Fastest way of getting a long zero vector?

The OS does this by setting a bit in the page table, so that the page is zeroed on first access. You could ensure this is done before use by zeroing every 512th element right after calloc. (For 4K page size, check it with @ccall getpagesize()::Cint).

1 Like

Why, though?
In theory zeroing just before use should mean single pass of the data through cache instead of two.
This is expensive. If you care about performance, you’d want to avoid this. (However, my benchmark above did not support this.)

If you don’t, you wouldn’t take on a dependency and maximize readability via just .= 0 or similar.

2 Likes

I was comparing zerout to allocated undef + set to zero. Hence, fill.

I think I see what you are saying: once I start using the array, it will be eventually set to zero when it is loaded into cache. When I look at it, it is zero; before then it might not be, but that is ok. True!
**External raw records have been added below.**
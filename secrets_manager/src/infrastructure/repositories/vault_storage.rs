// /////////////////////////////////////////////////////////////////////////////
// Secrets Manager
// Copyright (c) 2025 Michael Gardner, A Bit of Help, Inc.
// SPDX-License-Identifier: BSD-3-Clause
// See LICENSE file in the project root.
// /////////////////////////////////////////////////////////////////////////////

//! # Vault Storage Adapters
//!
//! Concrete secret persistence behind the domain's `VaultStorage` port.
//!
//! - [`FileVaultStorage`] — one JSON record per secret under a vault
//!   directory, named by the secret's lookup identifier. The identifier is
//!   base64-url, so it is filesystem-safe by construction.
//! - [`InMemoryVaultStorage`] — a synchronized map, used as the test
//!   backend and as the inner store behind cache decorators.
//!
//! Deleting an absent secret is idempotent; only lookups distinguish
//! missing records, reporting `SecretNotFound`.

use std::collections::HashMap;
use std::fs;
use std::io::ErrorKind;
use std::path::PathBuf;
use std::sync::Mutex;

use secrets_manager_domain::{Secret, SecretLookupKey, SecretsManagerError, VaultStorage};

/// One JSON file per secret under the vault directory.
#[derive(Debug)]
pub struct FileVaultStorage {
    root: PathBuf,
}

impl FileVaultStorage {
    pub fn new(root: impl Into<PathBuf>) -> Self {
        Self { root: root.into() }
    }

    fn secret_path(&self, lookup: &SecretLookupKey) -> PathBuf {
        self.root.join(format!("{}.json", lookup))
    }
}

impl VaultStorage for FileVaultStorage {
    fn get_secret(&self, lookup: &SecretLookupKey) -> Result<Secret, SecretsManagerError> {
        let path = self.secret_path(lookup);
        let contents = match fs::read(&path) {
            Ok(contents) => contents,
            Err(e) if e.kind() == ErrorKind::NotFound => {
                return Err(SecretsManagerError::SecretNotFound(format!(
                    "no secret under '{}'",
                    lookup
                )));
            }
            Err(e) => {
                return Err(SecretsManagerError::storage_unavailable(format!(
                    "cannot read secret '{}': {}",
                    path.display(),
                    e
                )));
            }
        };
        Ok(serde_json::from_slice(&contents)?)
    }

    fn put_secret(&self, secret: &Secret) -> Result<(), SecretsManagerError> {
        fs::create_dir_all(&self.root).map_err(|e| {
            SecretsManagerError::storage_unavailable(format!(
                "cannot create vault directory '{}': {}",
                self.root.display(),
                e
            ))
        })?;
        let path = self.secret_path(secret.unique_id());
        let contents = serde_json::to_vec_pretty(secret)?;
        fs::write(&path, contents).map_err(|e| {
            SecretsManagerError::storage_unavailable(format!("cannot write secret '{}': {}", path.display(), e))
        })
    }

    fn delete_secret(&self, secret: &Secret) -> Result<(), SecretsManagerError> {
        self.delete_secret_by_key(secret.unique_id())
    }

    fn delete_secret_by_key(&self, lookup: &SecretLookupKey) -> Result<(), SecretsManagerError> {
        match fs::remove_file(self.secret_path(lookup)) {
            Ok(()) => Ok(()),
            Err(e) if e.kind() == ErrorKind::NotFound => Ok(()),
            Err(e) => Err(SecretsManagerError::storage_unavailable(format!(
                "cannot delete secret '{}': {}",
                lookup, e
            ))),
        }
    }

    fn delete_vault(&self) -> Result<(), SecretsManagerError> {
        match fs::remove_dir_all(&self.root) {
            Ok(()) => Ok(()),
            Err(e) if e.kind() == ErrorKind::NotFound => Ok(()),
            Err(e) => Err(SecretsManagerError::storage_unavailable(format!(
                "cannot delete vault '{}': {}",
                self.root.display(),
                e
            ))),
        }
    }
}

/// Synchronized in-memory secret map.
#[derive(Debug, Default)]
pub struct InMemoryVaultStorage {
    secrets: Mutex<HashMap<String, Secret>>,
}

impl InMemoryVaultStorage {
    pub fn new() -> Self {
        Self::default()
    }

    /// Number of stored secrets, for assertions in tests and decorators.
    pub fn len(&self) -> usize {
        self.secrets.lock().map(|map| map.len()).unwrap_or(0)
    }

    pub fn is_empty(&self) -> bool {
        self.len() == 0
    }
}

impl VaultStorage for InMemoryVaultStorage {
    fn get_secret(&self, lookup: &SecretLookupKey) -> Result<Secret, SecretsManagerError> {
        let secrets = self
            .secrets
            .lock()
            .map_err(|_| SecretsManagerError::storage_unavailable("secret map poisoned"))?;
        secrets
            .get(lookup.as_str())
            .cloned()
            .ok_or_else(|| SecretsManagerError::SecretNotFound(format!("no secret under '{}'", lookup)))
    }

    fn put_secret(&self, secret: &Secret) -> Result<(), SecretsManagerError> {
        let mut secrets = self
            .secrets
            .lock()
            .map_err(|_| SecretsManagerError::storage_unavailable("secret map poisoned"))?;
        secrets.insert(secret.unique_id().as_str().to_string(), secret.clone());
        Ok(())
    }

    fn delete_secret(&self, secret: &Secret) -> Result<(), SecretsManagerError> {
        self.delete_secret_by_key(secret.unique_id())
    }

    fn delete_secret_by_key(&self, lookup: &SecretLookupKey) -> Result<(), SecretsManagerError> {
        let mut secrets = self
            .secrets
            .lock()
            .map_err(|_| SecretsManagerError::storage_unavailable("secret map poisoned"))?;
        secrets.remove(lookup.as_str());
        Ok(())
    }

    fn delete_vault(&self) -> Result<(), SecretsManagerError> {
        let mut secrets = self
            .secrets
            .lock()
            .map_err(|_| SecretsManagerError::storage_unavailable("secret map poisoned"))?;
        secrets.clear();
        Ok(())
    }
}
So, why isn’t fill(0, N) like that? Why doesn’t it use calloc?
Actually, zeros should be like that.

Wait, what? Why is fill! faster than a .= 0.0?

A priori, I’d expect:

  • calloc to be fastest
  • memcpy to be next fastest
  • iterative methods to be next

And benchmarks of such a large array will necessarily be constrained by memory bandwidth on many systems.

There are some “peephole” kinds of optimizations that explicitly switch to the lower-level memcpy for some methods that would naively be iterative. Exactly which methods will have gotten that treatment will vary based on what folks have done.

As far as always using calloc, it’s a rare open three-digit issue: implement zeros() by calling calloc · Issue #130 · JuliaLang/julia · GitHub. Someone just needs to devote time to it with some careful benchmarking.

1 Like

How about memset? This be the same as fill! but I’m not sure if that is still the case.

help?> Libc.memset
  memset(dst::Ptr, val, n::Integer) -> Ptr{Cvoid}

  Call memset from the C standard library.

  │ Julia 1.10
  │
  │  Support for memset requires at least Julia 1.10.

Er, yeah, I meant a ccall to memset. Or bzero. It’s just my naive expectation — something that’s able to talk more directly to the OS might have some advantages.

They have optimized implementations that branch on sizes, for example.
They’ll use noon-temporal stores when the memory is too big to fit in cache, for example.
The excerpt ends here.